If there is a lot of bleeding inside the chest cavity, foreign bodies near where the great vessels are, or a missing bullet in the chest cavity, this represents the possibility that a great vessel injury has taken place.  An emergency thoracotomy in which the chest wall is opened can be done in a patient with signs of life with some of these patient’s surviving.  This is especially true if a chest tube is placed a very large quantity of blood is immediately returned from the chest tube.  This is a sign that surgery must be done to repair the great vessels. 

A dye study of the great vessels can be done in a stable patient to find out where there is a rupture of a great vessel.  It helps plan the type of incision made for getting at the area of the hemorrhaging. 

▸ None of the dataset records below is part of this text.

#[cfg(test)]
mod tests {
    use super::*;

    fn complete(n: usize) -> Topology {
        let mut edges = Vec::new();
        for a in 0..n as u32 {
            for b in (a + 1)..n as u32 {
                edges.push((a, b));
            }
        }
        Topology::from_edges(n, &edges)
    }

    /// Two 4-cliques joined through a single bridge node.
    fn bridged_cliques() -> Topology {
        let mut edges = Vec::new();
        // Clique A: 0..4, clique B: 5..9, bridge node 4 touching both.
        for a in 0..4u32 {
            for b in (a + 1)..4 {
                edges.push((a, b));
            }
        }
        for a in 5..9u32 {
            for b in (a + 1)..9 {
                edges.push((a, b));
            }
        }
        edges.push((3, 4));
        edges.push((4, 5));
        Topology::from_edges(9, &edges)
    }

    #[test]
    fn complete_graph_has_ideal_metrics() {
        let metrics = FabricMetrics::compute(&complete(6));
        assert_eq!(metrics.node_count, 6);
        assert_eq!(metrics.edge_count, 15);
        assert!((metrics.density - 1.0).abs() < 1e-9);
        assert!((metrics.avg_clustering_coefficient - 1.0).abs() < 1e-9);
        assert!((metrics.avg_path_length - 1.0).abs() < 1e-9);
        assert!((metrics.efficiency_index - 1.0).abs() < 1e-9);
        assert!(!metrics.has_bottlenecks);
        assert!(metrics.quality_violations().is_empty());
    }

    #[test]
    fn bridge_node_is_reported_as_bottleneck() {
        let metrics = FabricMetrics::compute(&bridged_cliques());
        assert!(metrics.has_bottlenecks);
        assert!(
            metrics.bottleneck_nodes.contains(&NodeId(4)),
            "bridge node must be listed, got {:?}",
            metrics.bottleneck_nodes
        );
    }

    #[test]
    fn path_graph_interior_nodes_are_articulation_points() {
        let topology = Topology::from_edges(4, &[(0, 1), (1, 2), (2, 3)]);
        let points = articulation_points(&topology);
        assert_eq!(points, vec![1, 2]);
    }

    #[test]
    fn ring_has_no_articulation_points() {
        let topology = Topology::from_edges(5, &[(0, 1), (1, 2), (2, 3), (3, 4), (4, 0)]);
        assert!(articulation_points(&topology).is_empty());
    }

    #[test]
    fn disconnected_graph_uses_largest_component() {
        // Triangle plus an isolated edge: path length must come from the
        // triangle, efficiency from all pairs.
        let topology = Topology::from_edges(5, &[(0, 1), (1, 2), (2, 0), (3, 4)]);
        let metrics = FabricMetrics::compute(&topology);
        assert!((metrics.avg_path_length - 1.0).abs() < 1e-9);
        assert!(metrics.efficiency_index < 1.0);
    }

    #[test]
    fn connectivity_proxy_is_min_degree_over_n() {
        // Star graph: leaves have degree 1, n = 5.
        let topology = Topology::from_edges(5, &[(0, 1), (0, 2), (0, 3), (0, 4)]);
        let metrics = FabricMetrics::compute(&topology);
        assert!((metrics.connectivity_proxy - 1.0 / 5.0).abs() < 1e-9);
    }

    #[test]
    fn redundancy_counts_parallel_paths() {
        // Square: two simple paths between opposite corners within 4 hops.
        let topology = Topology::from_edges(4, &[(0, 1), (1, 2), (2, 3), (3, 0)]);
        assert_eq!(count_simple_paths(&topology, 0, 2, 4), 2);
        // Adjacent corners: the edge plus the long way around.
        assert_eq!(count_simple_paths(&topology, 0, 1, 4), 2);
    }

    #[test]
    fn link_stats_fold_in_connection_aggregates() {
        use crate::node::{Connection, FabricNode};

        let topology = Topology::from_edges(2, &[(0, 1)]);
        let mut nodes = HashMap::new();
        let mut a = FabricNode::new(NodeId(0));
        a.connections
            .insert(NodeId(1), Connection::new(NodeId(1), 1.0, 10_000_000_000));
        let mut b = FabricNode::new(NodeId(1));
        b.connections
            .insert(NodeId(0), Connection::new(NodeId(0), 2.0, 40_000_000_000));
        nodes.insert(NodeId(0), a);
        nodes.insert(NodeId(1), b);

        let metrics = FabricMetrics::compute(&topology).with_link_stats(&nodes);
        assert!((metrics.avg_latency_us - 1.5).abs() < 1e-9);
        assert!((metrics.max_latency_us - 2.0).abs() < 1e-9);
        assert!((metrics.total_bandwidth_gbps - 50.0).abs() < 1e-9);
    }

    #[test]
    fn low_efficiency_is_advisory_not_fatal() {
        // Long path graph: efficiency well below 0.85.
        let edges: Vec<(u32, u32)> = (0..9).map(|i| (i, i + 1)).collect();
        let topology = Topology::from_edges(10, &edges);
        let metrics = FabricMetrics::compute(&topology);
        assert!(metrics.efficiency_index < QUALITY_EFFICIENCY_MIN);
        let violations = metrics.quality_violations();
        assert!(!violations.is_empty());
    }
}
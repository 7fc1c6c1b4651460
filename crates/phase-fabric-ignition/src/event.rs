//! Ignition events and the phase state machine.

use std::collections::HashSet;
use std::time::Instant;

use chrono::{DateTime, Utc};
use serde::{Deserialize, Serialize};
use uuid::Uuid;

use phase_fabric_core::NodeId;

/// Protocol phase of an ignition event.
///
/// Progression is strictly forward (`Prepare → Synchronize → Broadcast →
/// Sustain → Dissolve → Complete`) with `Failed` reachable from anywhere.
/// `Complete` and `Failed` are terminal.
#[derive(Debug, Clone, Copy, PartialEq, Eq, Serialize, Deserialize)]
#[serde(rename_all = "snake_case")]
pub enum IgnitionPhase {
    Prepare,
    Synchronize,
    Broadcast,
    Sustain,
    Dissolve,
    Complete,
    Failed,
}

impl IgnitionPhase {
    /// Whether the phase ends the event.
    #[inline]
    pub fn is_terminal(&self) -> bool {
        matches!(self, IgnitionPhase::Complete | IgnitionPhase::Failed)
    }

    /// Position in the forward progression; `Failed` sits outside it.
    fn ordinal(&self) -> Option<u8> {
        match self {
            IgnitionPhase::Prepare => Some(0),
            IgnitionPhase::Synchronize => Some(1),
            IgnitionPhase::Broadcast => Some(2),
            IgnitionPhase::Sustain => Some(3),
            IgnitionPhase::Dissolve => Some(4),
            IgnitionPhase::Complete => Some(5),
            IgnitionPhase::Failed => None,
        }
    }
}

/// A single ignition attempt, from admission to a terminal phase.
///
/// Owned by the coordinator for its lifetime and appended to the bounded
/// event history on finalization, except synthetic blocked events, which
/// are returned to the caller but never stored or counted.
#[derive(Debug, Clone, Serialize, Deserialize)]
pub struct IgnitionEvent {
    /// Unique event id
    pub id: String,
    /// Wall-clock start
    pub started_at: DateTime<Utc>,
    /// Monotonic start, for rate math; absent after deserialization
    #[serde(skip)]
    pub started_instant: Option<Instant>,
    /// Content payload being broadcast
    pub content: serde_json::Value,
    /// Label of the upstream content source
    pub content_source: String,
    /// Coherence the caller asked for
    pub target_coherence: f64,
    /// Sustain window the caller asked for, milliseconds
    pub target_duration_ms: f64,
    /// Current phase; `None` until the protocol starts
    pub phase: Option<IgnitionPhase>,
    /// Every phase entered, in order
    pub phase_history: Vec<IgnitionPhase>,
    /// Nodes recruited for this event
    pub participants: HashSet<NodeId>,
    /// Prepare-phase latency, milliseconds
    pub prepare_latency_ms: Option<f64>,
    /// Synchronize-phase latency, milliseconds
    pub sync_latency_ms: Option<f64>,
    /// Broadcast-phase latency, milliseconds
    pub broadcast_latency_ms: Option<f64>,
    /// Simulated time to reach the target coherence, if reached
    pub time_to_sync_ms: Option<f64>,
    /// Coherence samples collected during sustain
    pub coherence_history: Vec<f64>,
    /// Best coherence achieved, in [0, 1]
    pub achieved_coherence: f64,
    /// Whether the event completed successfully
    pub success: bool,
    /// Reason recorded on failure
    pub failure_reason: Option<String>,
    /// Wall-clock finalization time
    pub completed_at: Option<DateTime<Utc>>,
}

impl IgnitionEvent {
    /// Create an event at admission time.
    pub fn new(
        content: serde_json::Value,
        content_source: &str,
        target_coherence: f64,
        target_duration_ms: f64,
    ) -> Self {
        Self {
            id: format!("ignition-{}", Uuid::new_v4().simple()),
            started_at: Utc::now(),
            started_instant: Some(Instant::now()),
            content,
            content_source: content_source.to_string(),
            target_coherence,
            target_duration_ms,
            phase: None,
            phase_history: Vec::new(),
            participants: HashSet::new(),
            prepare_latency_ms: None,
            sync_latency_ms: None,
            broadcast_latency_ms: None,
            time_to_sync_ms: None,
            coherence_history: Vec::new(),
            achieved_coherence: 0.0,
            success: false,
            failure_reason: None,
            completed_at: None,
        }
    }

    /// Build a synthetic failed event for an admission rejection.
    ///
    /// Returned to the caller for inspection but never recorded in history
    /// or statistics.
    pub fn blocked(content_source: &str, target_coherence: f64, reason: &str) -> Self {
        let mut event = Self::new(
            serde_json::Value::Null,
            content_source,
            target_coherence,
            0.0,
        );
        event.transition(IgnitionPhase::Failed);
        event.finalize(false, Some(reason.to_string()));
        event
    }

    /// Enter a phase, enforcing strict forward progression and
    /// terminal-once-set.
    ///
    /// Invalid transitions are logged and ignored; state is preserved.
    pub fn transition(&mut self, next: IgnitionPhase) {
        if self.phase.map(|p| p.is_terminal()).unwrap_or(false) {
            tracing::warn!(
                event = %self.id,
                current = ?self.phase,
                requested = ?next,
                "phase transition after terminal state ignored"
            );
            return;
        }

        let valid = match (self.phase, next) {
            (_, IgnitionPhase::Failed) => true,
            (None, IgnitionPhase::Prepare) => true,
            (Some(current), next) => match (current.ordinal(), next.ordinal()) {
                (Some(a), Some(b)) => b == a + 1,
                _ => false,
            },
            (None, _) => false,
        };

        if valid {
            self.phase = Some(next);
            self.phase_history.push(next);
        } else {
            tracing::warn!(
                event = %self.id,
                current = ?self.phase,
                requested = ?next,
                "non-monotonic phase transition ignored"
            );
        }
    }

    /// Mark the event finished. Idempotent; the first call wins.
    pub fn finalize(&mut self, success: bool, reason: Option<String>) {
        if self.completed_at.is_some() {
            return;
        }
        self.success = success;
        self.failure_reason = reason;
        self.completed_at = Some(Utc::now());
    }

    /// Whether the event finished successfully.
    #[inline]
    pub fn was_successful(&self) -> bool {
        self.success
    }

    /// Total wall-clock duration from admission to finalization.
    pub fn total_duration_ms(&self) -> Option<f64> {
        self.completed_at
            .map(|end| (end - self.started_at).num_microseconds().unwrap_or(0) as f64 / 1_000.0)
    }

    /// Number of recruited participants.
    #[inline]
    pub fn node_count(&self) -> usize {
        self.participants.len()
    }
}
use crate::error::{IgnitionError, IgnitionResult};
use crate::event::{IgnitionEvent, IgnitionPhase};
use crate::hooks::{ContentEnricher, IgnitionSignal, ObserverRegistry};
use crate::limiter::FrequencyLimiter;
use crate::oscillator::{OscillatorConfig, OscillatorNetwork, ParticipantTopology};
use crate::salience::SalienceScore;
use crate::triggers::TriggerConditions;

/// Hard cap on ignition attempts per second.
pub const MAX_FREQUENCY_HZ: f64 = 10.0;

/// Concurrent in-flight events allowed in normal operation.
pub const MAX_CONCURRENT_EVENTS: usize = 3;

/// Concurrent in-flight events allowed in degraded mode.
const DEGRADED_MAX_CONCURRENT: usize = 1;

/// Total-salience floor enforced while degraded.
pub const DEGRADED_SALIENCE_MIN: f64 = 0.85;

/// Most-recent events retained in history.
const EVENT_HISTORY_CAP: usize = 100;

/// Rolling window of achieved-coherence samples.
const COHERENCE_WINDOW: usize = 10;

/// Admission timestamps retained for rate accounting.
const ADMISSION_WINDOW_CAP: usize = 100;

/// Synchronize-phase window, milliseconds.
const SYNC_WINDOW_MS: f64 = 300.0;

/// Simulation tick, seconds.
const SYNC_DT_S: f64 = 0.005;

/// Dissolve-phase ticks (50 ms at the simulation tick).
const DISSOLVE_TICKS: usize = 10;

/// Priority used for ignition content broadcasts.
const BROADCAST_PRIORITY: u8 = 10;

/// Simulated CPU capacity fed to the resource gate.
const SIMULATED_CPU_CAPACITY: f64 = 0.60;

/// Default arousal level until the external controller supplies one.
const DEFAULT_AROUSAL: f64 = 0.70;

/// Breaker defaults for the ignition path.
const BREAKER_FAILURE_THRESHOLD: u32 = 5;
const BREAKER_RECOVERY: Duration = Duration::from_secs(10);

/// Admission rejection reason: attempt rate exceeded.
pub const REASON_FREQUENCY_LIMIT: &str = "frequency_limit_exceeded";
/// Admission rejection reason: concurrency cap reached.
pub const REASON_MAX_CONCURRENT: &str = "max_concurrent_events";
/// Admission rejection reason: ignition breaker open.
pub const REASON_BREAKER_OPEN: &str = "circuit_breaker_open";
/// Admission rejection reason: degraded mode with insufficient salience.
pub const REASON_DEGRADED_SALIENCE: &str = "degraded_mode_low_salience";

/// Aggregate coordinator health for safety integration.
#[derive(Debug, Clone, Serialize, Deserialize)]
pub struct CoordinatorHealth {
    /// Admitted attempts inside the trailing second
    pub frequency_hz: usize,
    /// Events currently in flight
    pub active_events: usize,
    /// Whether degraded mode is active
    pub degraded_mode: bool,
    /// Mean achieved coherence over the rolling window
    pub average_coherence: f64,
    /// Ignition breaker state
    pub breaker_state: BreakerState,
    /// Attempts counted past the admission gates
    pub total_attempts: u64,
    /// Successfully completed events
    pub successful_events: u64,
}

/// Coordinates ignition events over a fabric.
///
/// Each in-flight event owns its own [`OscillatorNetwork`] built over its
/// participant set, so concurrent attempts never share phase state.
pub struct Coordinator {
    id: String,
    fabric: Arc<Fabric>,
    triggers: RwLock<TriggerConditions>,
    oscillator_config: OscillatorConfig,

    active_events: parking_lot::Mutex<HashSet<String>>,
    history: RwLock<VecDeque<IgnitionEvent>>,
    admissions: parking_lot::Mutex<VecDeque<Instant>>,
    last_ignition: parking_lot::Mutex<Option<Instant>>,
    coherence_window: parking_lot::Mutex<VecDeque<f64>>,

    total_attempts: AtomicU64,
    successful_events: AtomicU64,
    degraded: AtomicBool,
    max_concurrent: AtomicUsize,
    running: AtomicBool,

    limiter: FrequencyLimiter,
    breaker: parking_lot::Mutex<CircuitBreaker>,
    arousal: parking_lot::Mutex<f64>,

    enricher: Option<Arc<dyn ContentEnricher>>,
    observers: ObserverRegistry,
}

Treating these wounds do not require immediate surgery if there is already the following situations:

  • Severe head injury
  • Risk of infection
  • Severe multisystem trauma

When repair is done, an endograft repair can be done on the inside of the great vessel wall.  This is usually done on the descending part of the aorta, where a graft can be easily placed through the femoral artery and passed up into the aorta.  Sometimes the vessels leading to the aorta are too small to accommodate the graft. 

In many cases, surgery is done to repair the great vessels, knowing that things like stroke and infection can occur as a result of these injuries.  People with ascending aorta injuries rarely survive to make it to the hospital.  Those that do survive require a Dacron graft to repair the injury.  Descending thoracic aortic injuries are also rarely survivable with mortality of 85 percent before arriving to the hospital.  Those that do survive need immediate surgery to correct the tear in the aorta.